- Directions for this task:
The answer must be a single number: the count of lines in the data below that hold the word "Duration".

Segment Start: Given information

//! Console coordinator
//!
//! Wires the api handle, stores, activity log, synchronizer, dispatcher
//! and edit session together behind one owner, and carries the
//! workspace's configuration surface.

use std::sync::Arc;
use std::time::Duration;

use costwatch_api::{ApiError, CostApi, DataSource, HttpApi, NewDataSource};
use costwatch_schema::{registry, run_probe, ProbeConfig, ProbeFailure, ProviderKind, RawSourceInput};

use crate::activity::{ActivityKind, ActivityLog};
use crate::dispatch::{ActionDispatcher, EntityAction, EntityKind};
use crate::error::CreateSourceError;
use crate::session::EditSession;
use crate::store::Stores;
use crate::sync::{SyncHandle, SyncIntervals, SyncScheduler, Synchronizer};

/// Console configuration
#[derive(Debug, Clone)]
pub struct ConsoleConfig {
    /// Backend base URL (no trailing `/api`)
    pub base_url: String,
    /// Polling cadences
    pub intervals: SyncIntervals,
    /// Optional per-request timeout; none by default
    pub request_timeout: Option<Duration>,
    /// Connection-probe latency window
    pub probe: ProbeConfig,
}

impl Default for ConsoleConfig {
    fn default() -> Self {
        Self {
            base_url: "http://localhost:8000".to_string(),
            intervals: SyncIntervals::default(),
            request_timeout: None,
            probe: ProbeConfig::default(),
        }
    }
}

impl ConsoleConfig {
    /// Create default configuration
    #[inline]
    #[must_use]
    pub fn new() -> Self {
        Self::default()
    }

    /// With the backend base URL
    #[inline]
    #[must_use]
    pub fn with_base_url(mut self, base_url: impl Into<String>) -> Self {
        self.base_url = base_url.into();
        self
    }

    /// With polling cadences
    #[inline]
    #[must_use]
    pub fn with_intervals(mut self, intervals: SyncIntervals) -> Self {
        self.intervals = intervals;
        self
    }

    /// With a per-request timeout
    #[inline]
    #[must_use]
    pub fn with_request_timeout(mut self, timeout: Duration) -> Self {
        self.request_timeout = Some(timeout);
        self
    }

    /// With a probe latency window
    #[inline]
    #[must_use]
    pub fn with_probe(mut self, probe: ProbeConfig) -> Self {
        self.probe = probe;
        self
    }
}

/// The user-facing coordinator.
///
/// Owns the shared state and exposes every operation the UI needs;
/// outcomes land in the activity log, and validation failures are
/// returned inline before any request is issued.
pub struct Console {
    config: ConsoleConfig,
    api: Arc<dyn CostApi>,
    stores: Stores,
    log: ActivityLog,
    sync: Synchronizer,
    dispatcher: ActionDispatcher,
    session: EditSession,
    sync_handle: Option<SyncHandle>,
}

impl Console {
    /// Create a console talking to the configured backend over HTTP.
    ///
    /// # Errors
    /// Propagates HTTP client construction failure.
    pub fn new(config: ConsoleConfig) -> Result<Self, ApiError> {
        let mut api = HttpApi::new(config.base_url.clone());
        if let Some(timeout) = config.request_timeout {
            api = api.with_timeout(timeout)?;
        }
        Ok(Self::with_api(config, Arc::new(api)))
    }

    /// Create a console over an arbitrary api implementation.
    #[must_use]
    pub fn with_api(config: ConsoleConfig, api: Arc<dyn CostApi>) -> Self {
        let stores = Stores::new();
        let log = ActivityLog::new();
        let sync = Synchronizer::new(Arc::clone(&api), stores.clone(), log.clone());
        let dispatcher = ActionDispatcher::new(
            Arc::clone(&api),
            sync.clone(),
            stores.clone(),
            log.clone(),
        );
        let session = EditSession::new(Arc::clone(&api), sync.clone(), stores.clone(), log.clone());

        Self {
            config,
            api,
            stores,
            log,
            sync,
            dispatcher,
            session,
            sync_handle: None,
        }
    }

    /// The activity log handle.
    #[inline]
    #[must_use]
    pub fn activity(&self) -> &ActivityLog {
        &self.log
    }

    /// The entity snapshots.
    #[inline]
    #[must_use]
    pub fn stores(&self) -> &Stores {
        &self.stores
    }

    /// The edit session.
    #[inline]
    #[must_use]
    pub fn session(&self) -> &EditSession {
        &self.session
    }

    /// The action dispatcher.
    #[inline]
    #[must_use]
    pub fn dispatcher(&self) -> &ActionDispatcher {
        &self.dispatcher
    }

    /// Configuration in effect.
    #[inline]
    #[must_use]
    pub fn config(&self) -> &ConsoleConfig {
        &self.config
    }

    /// Whether a dispatch is in flight (advisory).
    #[inline]
    #[must_use]
    pub fn is_busy(&self) -> bool {
        self.dispatcher.is_busy()
    }

    /// Whether the poll loops are running.
    #[inline]
    #[must_use]
    pub fn is_syncing(&self) -> bool {
        self.sync_handle.is_some()
    }

    /// Start the poll loops (idempotent).
    pub fn start_sync(&mut self) {
        if self.sync_handle.is_none() {
            self.sync_handle = Some(SyncScheduler::start(
                self.sync.clone(),
                self.config.intervals,
            ));
        }
    }

    /// Cancel the poll loops. No fetch runs after this returns; one
    /// that was in flight is dropped and cannot write into a store.
    pub fn stop_sync(&mut self) {
        if let Some(handle) = self.sync_handle.take() {
            handle.shutdown();
        }
    }

    /// Refresh all three snapshots once, immediately.
    pub async fn refresh_all(&self) {
        self.sync.refresh_all().await;
    }

    /// Validate, normalize and create a data source.
    ///
    /// Structural validation gates the request: a blank name or any
    /// unsatisfied field rule returns inline with zero network calls.
    /// Backend rejection is recorded in the activity log and also
    /// returned for inline display.
    ///
    /// # Errors
    /// [`CreateSourceError`] for validation failures and backend
    /// rejections.
    pub async fn create_data_source(
        &self,
        name: &str,
        kind: ProviderKind,
        input: &RawSourceInput,
    ) -> Result<DataSource, CreateSourceError> {
        if name.trim().is_empty() {
            return Err(CreateSourceError::MissingName);
        }
        registry::validate(kind, input)?;

        let request = NewDataSource {
            name: name.trim().to_string(),
            kind,
            config: registry::build(kind, input),
        };

        match self.api.create_data_source(request).await {
            Ok(source) => {
                self.log.record(
                    "Data source registered successfully!",
                    ActivityKind::Success,
                );
                self.sync.refresh_sources().await;
                Ok(source)
            }
            Err(e) => {
                self.log.record(
                    format!("Error creating data source: {e}"),
                    ActivityKind::Error,
                );
                Err(e.into())
            }
        }
    }

    /// Run the simulated connection test for raw form input.
    ///
    /// Informational only: the outcome never blocks submission and
    /// nothing is mutated.
    ///
    /// # Errors
    /// [`ProbeFailure`] describing the unsatisfied requirement.
    pub async fn probe_connection(
        &self,
        kind: ProviderKind,
        input: &RawSourceInput,
    ) -> Result<String, ProbeFailure> {
        run_probe(kind, input, self.config.probe).await
    }

    /// Delete a check.
    pub async fn delete_check(&self, id: &str) {
        self.dispatcher
            .dispatch(EntityKind::Check, EntityAction::Delete, id)
            .await;
    }

    /// Pause a check.
    pub async fn pause_check(&self, id: &str) {
        self.dispatcher
            .dispatch(EntityKind::Check, EntityAction::Pause, id)
            .await;
    }

    /// Resume a check.
    pub async fn resume_check(&self, id: &str) {
        self.dispatcher
            .dispatch(EntityKind::Check, EntityAction::Resume, id)
            .await;
    }

    /// Toggle a check between active and paused.
    pub async fn toggle_check(&self, id: &str) {
        self.dispatcher.toggle_check(id).await;
    }

    /// Delete a data source.
    pub async fn delete_data_source(&self, id: &str) {
        self.dispatcher
            .dispatch(EntityKind::DataSource, EntityAction::Delete, id)
            .await;
    }
}

impl Drop for Console {
    fn drop(&mut self) {
        self.stop_sync();
    }
}

#[cfg(test)]
mod tests {
    use super::*;
    use costwatch_test_utils::{aws_raw_input, MockApi, RecordedCall};
    use pretty_assertions::assert_eq;

    fn console(api: Arc<MockApi>) -> Console {
        Console::with_api(ConsoleConfig::new(), api)
    }

    #[tokio::test]
    async fn blank_name_blocks_creation_entirely() {
        let api = MockApi::new();
        let console = console(api.clone());

        let err = console
            .create_data_source("   ", ProviderKind::Csv, &RawSourceInput::new())
            .await
            .unwrap_err();

        assert!(matches!(err, CreateSourceError::MissingName));
        assert!(api.calls().is_empty());
    }

    #[tokio::test]
    async fn invalid_config_blocks_creation_entirely() {
        let api = MockApi::new();
        let console = console(api.clone());

        let input = RawSourceInput::new().set("access_key_id", "AKIA1234567890AB");
        let err = console
            .create_data_source("Prod AWS", ProviderKind::AwsCostExplorer, &input)
            .await
            .unwrap_err();

        match err {
            CreateSourceError::Invalid(schema) => {
                assert_eq!(
                    schema.missing_fields(),
                    ["AWS Secret Access Key", "AWS Account ID"]
                );
            }
            other => panic!("expected validation failure, got {other:?}"),
        }
        assert!(api.calls().is_empty());
    }

    #[tokio::test]
    async fn creation_success_refreshes_sources() {
        let api = MockApi::new();
        let console = console(api.clone());

        let source = console
            .create_data_source("Prod AWS", ProviderKind::AwsCostExplorer, &aws_raw_input())
            .await
            .unwrap();

        assert_eq!(
            api.call_count(&RecordedCall::CreateDataSource {
                name: "Prod AWS".to_string(),
                kind: ProviderKind::AwsCostExplorer,
            }),
            1
        );
        assert!(console
            .stores()
            .sources
            .snapshot()
            .await
            .iter()
            .any(|s| s.id == source.id));
        assert_eq!(
            console.activity().entries()[0].message,
            "Data source registered successfully!"
        );
    }

    #[tokio::test]
    async fn creation_failure_is_logged_and_returned() {
        let api = MockApi::new();
        let console = console(api.clone());

        api.set_failure(400, "Name might already exist for this tenant.");
        let err = console
            .create_data_source("Prod AWS", ProviderKind::AwsCostExplorer, &aws_raw_input())
            .await
            .unwrap_err();

        assert!(matches!(err, CreateSourceError::Api(_)));
        let latest = console.activity().latest().unwrap();
        assert_eq!(latest.kind, ActivityKind::Error);
        assert!(latest.message.contains("already exist"));
        assert!(console.stores().sources.is_empty().await);
    }

    #[tokio::test]
    async fn probe_passthrough_is_read_only() {
        let api = MockApi::new();
        let console = Console::with_api(
            ConsoleConfig::new().with_probe(ProbeConfig::immediate()),
            api.clone(),
        );

        let detail = console
            .probe_connection(ProviderKind::AwsCostExplorer, &aws_raw_input())
            .await
            .unwrap();
        assert!(detail.contains("AWS connection successful"));
        assert!(api.calls().is_empty());
        assert!(console.stores().sources.is_empty().await);
    }

    #[tokio::test]
    async fn start_and_stop_sync_toggle_the_handle() {
        let api = MockApi::new();
        let mut console = console(api);

        assert!(!console.is_syncing());
        console.start_sync();
        assert!(console.is_syncing());
        console.start_sync(); // idempotent
        console.stop_sync();
        assert!(!console.is_syncing());
    }
}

Segment End: Given information

- Answer box:
3